Abstract

The unmet need for mental health care in racial/ethnic minorities has been a major public health concern. Using a sample of African Americans, this study questioned whether self-rated mental health (SRMH), an individual's subjective assessment of personal mental and emotional status, modifies the link between mental disorders and service use. Cross-sectional analyses of the Milwaukee African American oversample of the Midlife Development in the United States (MIDUS II) study, 2005-2006. In-home personal interviews. Self-identified African American/black participants aged 40 to 85 years (N = 460).
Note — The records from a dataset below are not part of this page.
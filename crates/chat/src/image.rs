use std::sync::Arc;

use base64::Engine;
use base64::engine::general_purpose::STANDARD;
use polychat_llm::{ImageBackend, ImageRequest, ModelDescriptor, ResponsePart};
use snafu::ResultExt;

use super::attachment::{Attachment, prompt_parts};
use super::error::{ChatResult, ImageRequestSnafu, NoImageProducedSnafu};

/// Generated image bytes are always presented as PNG.
const IMAGE_DATA_URL_PREFIX: &str = "data:image/png;base64,";

#[derive(Debug, Clone, PartialEq, Eq)]
pub struct GeneratedImage {
    /// `data:image/png` URL with the image embedded.
    pub image_url: String,
    pub caption: Option<String>,
}

pub struct ImageRequestOrchestrator {
    backend: Arc<dyn ImageBackend>,
    aspect_ratio: String,
}

impl ImageRequestOrchestrator {
    pub fn new(backend: Arc<dyn ImageBackend>, aspect_ratio: impl Into<String>) -> Self {
        Self {
            backend,
            aspect_ratio: aspect_ratio.into(),
        }
    }

    pub async fn generate_image(
        &self,
        model: &ModelDescriptor,
        prompt: &str,
        attachment: Option<&Attachment>,
    ) -> ChatResult<GeneratedImage> {
        let request = ImageRequest {
            backend_model: model.backend_model.clone(),
            parts: prompt_parts(prompt, attachment),
            aspect_ratio: self.aspect_ratio.clone(),
        };
        let response = self
            .backend
            .generate_image(request)
            .await
            .context(ImageRequestSnafu {
                stage: "generate-image",
            })?;

        let mut image = None;
        let mut caption = None;
        let mut extra_images = 0_usize;
        for part in response.parts {
            match part {
                ResponsePart::InlineData(data) if image.is_none() => image = Some(data),
                ResponsePart::InlineData(_) => extra_images += 1,
                ResponsePart::Text(text) if !text.trim().is_empty() => caption = Some(text),
                ResponsePart::Text(_) => {}
            }
        }
        if extra_images > 0 {
            tracing::warn!(extra_images, "image response had several images; keeping the first");
        }

        let image = image.ok_or_else(|| {
            NoImageProducedSnafu {
                stage: "select-image-part",
            }
            .build()
        })?;
        if image.mime_type != "image/png" {
            tracing::debug!(mime_type = %image.mime_type, "presenting image part as png");
        }
        let image_url = format!("{IMAGE_DATA_URL_PREFIX}{}", STANDARD.encode(&image.data));

        Ok(GeneratedImage { image_url, caption })
    }
}
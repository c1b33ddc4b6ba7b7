use std::sync::Arc;
use std::sync::atomic::{AtomicU64, Ordering};

use parking_lot::Mutex;
use snafu::{Snafu, ensure};
use tokio::sync::{broadcast, watch};

use super::message::{Message, MessageId, MessagePatch};

const EVENT_CAPACITY: usize = 256;

#[derive(Debug, Snafu)]
#[snafu(visibility(pub(crate)))]
pub enum StoreError {
    #[snafu(display("message {id} already exists on `{stage}`"))]
    DuplicateId { stage: &'static str, id: MessageId },
}

pub type StoreResult<T> = Result<T, StoreError>;

/// Change notifications, delivered in mutation order.
#[derive(Debug, Clone, Copy, PartialEq, Eq)]
pub enum StoreEvent {
    Appended(MessageId),
    Updated(MessageId),
    Reset { epoch: u64 },
}

struct StoreState {
    messages: Vec<Message>,
    epoch: u64,
}

struct StoreInner {
    state: Mutex<StoreState>,
    next_id: AtomicU64,
    events: broadcast::Sender<StoreEvent>,
    epoch_tx: watch::Sender<u64>,
}

/// Ordered message list shared by the dispatcher, orchestrators and the renderer.
///
/// Each mutation is atomic with respect to the others. Writers that captured an epoch before
/// a [`ConversationStore::reset`] are ignored afterwards.
#[derive(Clone)]
pub struct ConversationStore {
    inner: Arc<StoreInner>,
}

impl Default for ConversationStore {
    fn default() -> Self {
        Self::new()
    }
}

impl ConversationStore {
    pub fn new() -> Self {
        let (events, _) = broadcast::channel(EVENT_CAPACITY);
        let (epoch_tx, _) = watch::channel(0);
        Self {
            inner: Arc::new(StoreInner {
                state: Mutex::new(StoreState {
                    messages: Vec::new(),
                    epoch: 0,
                }),
                next_id: AtomicU64::new(1),
                events,
                epoch_tx,
            }),
        }
    }

    /// Hands out a fresh id. Ids are never reused, not even across resets.
    pub fn allocate_id(&self) -> MessageId {
        MessageId::new(self.inner.next_id.fetch_add(1, Ordering::Relaxed))
    }

    pub fn epoch(&self) -> u64 {
        self.inner.state.lock().epoch
    }

    pub fn epoch_guard(&self) -> EpochGuard {
        let state = self.inner.state.lock();
        EpochGuard {
            epoch: state.epoch,
            receiver: self.inner.epoch_tx.subscribe(),
        }
    }

    /// Scoped writer for one message, bound to the current epoch.
    pub fn handle(&self, id: MessageId) -> MessageHandle {
        self.handle_in_epoch(id, self.epoch())
    }

    pub fn handle_in_epoch(&self, id: MessageId, epoch: u64) -> MessageHandle {
        MessageHandle {
            store: self.clone(),
            id,
            epoch,
        }
    }

    pub fn subscribe(&self) -> broadcast::Receiver<StoreEvent> {
        self.inner.events.subscribe()
    }

    pub fn append(&self, message: Message) -> StoreResult<()> {
        let mut state = self.inner.state.lock();
        let epoch = state.epoch;
        self.append_locked(&mut state, epoch, message).map(|_| ())
    }

    /// Appends unless the epoch moved on. Returns whether the message was stored.
    pub fn append_in_epoch(&self, epoch: u64, message: Message) -> StoreResult<bool> {
        let mut state = self.inner.state.lock();
        self.append_locked(&mut state, epoch, message)
    }

    fn append_locked(
        &self,
        state: &mut StoreState,
        epoch: u64,
        message: Message,
    ) -> StoreResult<bool> {
        if state.epoch != epoch {
            tracing::debug!(id = %message.id, epoch, current = state.epoch, "dropping stale append");
            return Ok(false);
        }
        let id = message.id;
        ensure!(
            !state.messages.iter().any(|existing| existing.id == id),
            DuplicateIdSnafu {
                stage: "append-message",
                id,
            }
        );

        state.messages.push(message);
        // Sent under the lock so observers see events in mutation order.
        let _ = self.inner.events.send(StoreEvent::Appended(id));
        Ok(true)
    }

    /// Merges into an existing message, or appends a model response built from the patch.
    pub fn upsert(&self, id: MessageId, patch: MessagePatch) {
        let mut state = self.inner.state.lock();
        let epoch = state.epoch;
        self.upsert_locked(&mut state, epoch, id, patch);
    }

    /// Upsert that is a no-op once the store has been reset past `epoch`.
    pub fn upsert_in_epoch(&self, epoch: u64, id: MessageId, patch: MessagePatch) -> bool {
        let mut state = self.inner.state.lock();
        self.upsert_locked(&mut state, epoch, id, patch)
    }

    fn upsert_locked(
        &self,
        state: &mut StoreState,
        epoch: u64,
        id: MessageId,
        patch: MessagePatch,
    ) -> bool {
        if state.epoch != epoch {
            tracing::debug!(%id, epoch, current = state.epoch, "dropping stale upsert");
            return false;
        }

        match state.messages.iter_mut().find(|message| message.id == id) {
            Some(message) => {
                message.apply(patch);
                let _ = self.inner.events.send(StoreEvent::Updated(id));
            }
            None => {
                let mut message = Message::response(id);
                message.apply(patch);
                state.messages.push(message);
                let _ = self.inner.events.send(StoreEvent::Appended(id));
            }
        }
        true
    }

    /// Clears every message and invalidates all outstanding epoch guards.
    pub fn reset(&self) -> u64 {
        let mut state = self.inner.state.lock();
        state.messages.clear();
        state.epoch += 1;
        let epoch = state.epoch;
        self.inner.epoch_tx.send_replace(epoch);
        let _ = self.inner.events.send(StoreEvent::Reset { epoch });
        tracing::info!(epoch, "conversation reset");
        epoch
    }

    pub fn snapshot(&self) -> Vec<Message> {
        self.inner.state.lock().messages.clone()
    }

    pub fn get(&self, id: MessageId) -> Option<Message> {
        self.inner
            .state
            .lock()
            .messages
            .iter()
            .find(|message| message.id == id)
            .cloned()
    }

    pub fn len(&self) -> usize {
        self.inner.state.lock().messages.len()
    }

    pub fn is_empty(&self) -> bool {
        self.len() == 0
    }
}

/// Observes whether the epoch captured at creation is still current.
pub struct EpochGuard {
    epoch: u64,
    receiver: watch::Receiver<u64>,
}

impl EpochGuard {
    pub fn epoch(&self) -> u64 {
        self.epoch
    }

    pub fn is_current(&self) -> bool {
        *self.receiver.borrow() == self.epoch
    }

    /// Resolves once the store has been reset past the captured epoch.
    pub async fn invalidated(&mut self) {
        while self.is_current() {
            if self.receiver.changed().await.is_err() {
                // Store dropped; nothing can reset it anymore.
                std::future::pending::<()>().await;
            }
        }
    }
}

/// Writes to one message for as long as its epoch is current.
#[derive(Clone)]
pub struct MessageHandle {
    store: ConversationStore,
    id: MessageId,
    epoch: u64,
}

impl MessageHandle {
    pub fn id(&self) -> MessageId {
        self.id
    }

    pub fn epoch(&self) -> u64 {
        self.epoch
    }

    /// Applies the patch; returns `false` when the conversation was reset in between.
    pub fn update(&self, patch: MessagePatch) -> bool {
        self.store.upsert_in_epoch(self.epoch, self.id, patch)
    }
}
Participants were assessed if they met the diagnostic criteria for three common mental disorders (major depression, generalized anxiety disorder, and panic disorder) in the prior 12 months, using the Composite International Diagnostic Interview (CIDI). Response to a single-item SRMH was dichotomized (excellent/very good/good or fair/poor). Service use was indicated by the use of any services in the past year (mental health specialist, general doctor, and clergy). Multivariate analyses identified a significant interaction between mental disorder and SRMH in predicting service use. The likelihood of service use increased substantially when individuals with a disorder reported their mental health to be fair/poor. Reflecting its subjective nature, SRMH enhances our understanding of individual variations in self-recognition and help-seeking behaviors. Findings suggest that interventions that enhance an individual's self-awareness of mental health problems may help bridge the gap between mental health care needs and service use in African Americans.